L'Envers de la Charité

  1. Charité mal ordonnée…

    Juin 1786, à Lyon. Antoine Léonard Toussaint est un chirurgien qui a gagné ses lettres de noblesse en devenant le promoteur de la « chirurgie judiciaire », ce qui s’appellera bien plus tard la « médecine légale ». Invité à donner une série de cours au collège de chirurgie, il est rapidement invité à aider les autorités locales afin de mener à bien une enquête : le recteur Coudurier vient d’être assassiné. En charge de l’apothicairerie de la Charité, le grand hôpital de la ville, il n’apprend que plus tard qu’un premier recteur avait déjà été tué.
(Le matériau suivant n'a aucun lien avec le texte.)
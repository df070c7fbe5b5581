//! Custom error types with exit codes

use crate::operations::drain::Stream;
use std::io;
use std::path::PathBuf;
use thiserror::Error;

/// Main error type for confgit operations
#[derive(Error, Debug)]
#[non_exhaustive]
pub enum ConfgitError {
    /// Configuration Error - missing or invalid configuration
    #[error("Configuration error: {message}")]
    Configuration { message: String },

    /// The working directory of an invocation does not exist
    #[error("can't run command in non-existing directory '{}'", path.display())]
    DirectoryNotFound { path: PathBuf },

    /// The external program could not be started
    #[error("Failed to spawn '{program}': {source}")]
    SpawnFailed {
        program: String,
        #[source]
        source: io::Error,
    },

    /// The external program exited with a non-zero status
    #[error("Command `{command}` returned {exit_code}")]
    CommandFailed { command: String, exit_code: i32 },

    /// A sparse pattern or pathspec was rejected before running anything
    #[error("Invalid path: {message}")]
    InvalidPath { message: String },

    /// Reading one of the child's output streams failed. Never returned by
    /// the runner, only logged.
    #[error("Failed to drain {stream} stream: {source}")]
    DrainIo {
        stream: Stream,
        #[source]
        source: io::Error,
    },
}

impl ConfgitError {
    /// Get the appropriate exit code for this error type
    #[must_use]
    #[inline]
    pub const fn exit_code(&self) -> i32 {
        match *self {
            Self::Configuration { .. } => 1,
            Self::DirectoryNotFound { .. } => 2,
            Self::SpawnFailed { .. } => 3,
            Self::CommandFailed { .. } => 4,
            Self::InvalidPath { .. } => 5,
            // Only ever logged by the drain threads, so no process exits with 6
            Self::DrainIo { .. } => 6,
        }
    }

    /// Create a configuration error
    #[inline]
    pub fn configuration<S: Into<String>>(message: S) -> Self {
        Self::Configuration {
            message: message.into(),
        }
    }

    /// Create an invalid path error
    #[inline]
    pub fn invalid_path<S: Into<String>>(message: S) -> Self {
        Self::InvalidPath {
            message: message.into(),
        }
    }

    /// Exit status reported by the external tool, if this is a command failure
    #[must_use]
    #[inline]
    pub const fn command_exit_code(&self) -> Option<i32> {
        match *self {
            Self::CommandFailed { exit_code, .. } => Some(exit_code),
            _ => None,
        }
    }
}
//! System abstraction for environment, filesystem and process operations
//!
//! This module provides a unified trait for all external system interactions,
//! allowing for easy testing with mock implementations.

use crate::operations::commands::Invocation;
use std::io::{self, Read};
use std::path::{Path, PathBuf};

pub mod mock;
pub mod real;

pub use mock::MockSystem;
pub use real::RealSystem;

/// Handle on a running child process
pub trait ProcessHandle: Send {
    /// Block until the process exits and return its exit code
    ///
    /// A process terminated by a signal reports `-1`.
    fn wait(&mut self) -> io::Result<i32>;
}

/// A freshly spawned child with both output streams piped
pub struct SpawnedProcess {
    pub stdout: Box<dyn Read + Send>,
    pub stderr: Box<dyn Read + Send>,
    pub handle: Box<dyn ProcessHandle>,
}

/// Unified trait for system operations (environment + filesystem + processes)
///
/// # Implementations
/// - `RealSystem`: Production implementation using `std::env`, `std::fs` and `std::process`
/// - `MockSystem`: Test implementation using in-memory storage and scripted processes
pub trait System: Send + Sync {
    // ==================== Environment Operations ====================

    /// Get the current working directory
    fn current_dir(&self) -> io::Result<PathBuf>;

    /// Get the user-level configuration directory, if the platform has one
    fn config_dir(&self) -> Option<PathBuf>;

    // ==================== Filesystem Operations ====================

    /// Read entire file contents as a string
    fn read_to_string(&self, path: &Path) -> io::Result<String>;

    /// Check if a path exists
    fn exists(&self, path: &Path) -> bool;

    // ==================== Process Operations ====================

    /// Launch `invocation` in `working_dir` with stdin closed and
    /// stdout/stderr piped
    fn spawn(&self, invocation: &Invocation, working_dir: &Path) -> io::Result<SpawnedProcess>;
}
//! Output draining for child processes
//!
//! Each stream of a child is read on its own thread until end-of-file, and
//! every line is handed to a [`LineSink`] labelled with the stream it came
//! from.

use crate::error::ConfgitError;
use core::fmt;
use std::io::{BufRead as _, BufReader, Read};
use std::sync::Mutex;
use tracing::{info, warn};

/// Which output stream of the child a line came from
#[derive(Debug, Clone, Copy, PartialEq, Eq, Hash)]
pub enum Stream {
    Stdout,
    Stderr,
}

impl Stream {
    /// Label used when logging lines from this stream
    #[must_use]
    #[inline]
    pub const fn label(self) -> &'static str {
        match self {
            Self::Stdout => "OUTPUT",
            Self::Stderr => "ERROR",
        }
    }
}

impl fmt::Display for Stream {
    fn fmt(&self, f: &mut fmt::Formatter<'_>) -> fmt::Result {
        f.write_str(self.label())
    }
}

/// Destination for drained output lines
///
/// Shared between the two drain threads of an invocation, so implementations
/// must tolerate concurrent calls.
pub trait LineSink: Send + Sync {
    fn accept(&self, stream: Stream, line: &str);
}

/// Sink that emits one `tracing` event per line
#[derive(Debug, Clone, Copy, Default)]
pub struct TracingSink;

impl LineSink for TracingSink {
    fn accept(&self, stream: Stream, line: &str) {
        info!(stream = %stream, "{}> {line}", stream.label());
    }
}

/// Sink that keeps every line in memory, in arrival order
#[derive(Debug, Default)]
pub struct MemorySink {
    lines: Mutex<Vec<(Stream, String)>>,
}

impl MemorySink {
    #[must_use]
    #[inline]
    pub fn new() -> Self {
        Self::default()
    }

    /// All lines received so far
    #[must_use]
    #[inline]
    pub fn lines(&self) -> Vec<(Stream, String)> {
        self.lines
            .lock()
            .map(|lines| lines.clone())
            .unwrap_or_default()
    }

    /// Lines received from one stream, in order
    #[must_use]
    #[inline]
    pub fn stream_lines(&self, stream: Stream) -> Vec<String> {
        self.lines()
            .into_iter()
            .filter(|(from, _)| *from == stream)
            .map(|(_, line)| line)
            .collect()
    }
}

impl LineSink for MemorySink {
    fn accept(&self, stream: Stream, line: &str) {
        if let Ok(mut lines) = self.lines.lock() {
            lines.push((stream, line.to_owned()));
        }
    }
}

/// Read `reader` to end-of-file, forwarding each line to `sink`
///
/// Bytes that are not valid UTF-8 are replaced rather than rejected. A read
/// error ends the drain and is logged; it is never returned.
///
/// Returns the number of lines forwarded.
pub fn drain_lines<R: Read>(reader: R, stream: Stream, sink: &dyn LineSink) -> usize {
    let mut reader = BufReader::new(reader);
    let mut buf = Vec::new();
    let mut forwarded = 0;

    loop {
        buf.clear();
        match reader.read_until(b'\n', &mut buf) {
            Ok(0) => break,
            Ok(_) => {
                let line = String::from_utf8_lossy(&buf);
                sink.accept(stream, line.trim_end_matches(['\n', '\r']));
                forwarded += 1;
            }
            Err(source) => {
                let err = ConfgitError::DrainIo { stream, source };
                warn!("{err}");
                break;
            }
        }
    }

    forwarded
}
    Après De sucre et de sang, Pascal Grand poursuit sa série consacrée à Toussaint, son personnage emblématique. On y retrouve la plume de l’écrivain, si riche et belle qui rend un hommage appuyé aux lieux, à l’époque et aux mœurs lyonnaises de cette fin du dix-huitième siècle. On prend ainsi un immense plaisir à se balader dans Lyon, avec l’auteur en tant que guide, sans jamais que cette balade ne se montre bavarde ou stérile. Indéniablement, Pascal Grand s’est beaucoup documenté, et cela se ressent sans mal au gré des pages. C’est ainsi toute une société qui apparaît sous nos yeux avides, avec un accent particulier déposé sur les métiers d’antan – disparus depuis – ainsi que sur le vocabulaire, propre à la fois à la période ainsi qu’à la cité. Toussaint, accompagné de sa fidèle épouse Hortense, vont être confrontés à un bien étrange complot où s’entremêlent jeux de pouvoir, étranges achats de terres, et une bien mystérieuse cargaison ayant disparu du bateau Marie-Angèle, faisant naître les racines de l’intrigue un siècle auparavant, au Nouveau Monde. Il y aura du sang, des viols, des enlèvements et des chantages (mais jamais de surenchère dans les violences, nous sommes dans un roman à suspense de bonne tenue), parce que l'épicentre de tous ces crimes est à la mesure des moyens mis en œuvre. A cet égard, on ne pourra que chaleureusement remercier Pascal Grand de nous gratifier d’une telle originalité : là où l’on pouvait craindre une énième histoire, déjà lue ou déjà vue tant et tant de fois en littérature ou au cinéma, il a su imaginer un récit particulièrement atypique, jouant sur une idée particulièrement surprenante et incroyablement crédible, où s’illustre, une fois de plus, l’intelligence et le savoir de l’auteur. C’est aussi l’occasion de découvrir, sous un angle nouveau, l’Hôpital de la Charité de Lyon, peuplé de filles et femmes prostituées, et où la religiosité officielle de l’édifice ne contrarie que peu sombres attitudes, comportements dictatoriaux et péchés de chair.

    Un très bon polar historique, savant, nerveux et diablement bien mené, propre à tailler des croupières à ses concurrents américains et anglo-saxons. Une excellente découverte.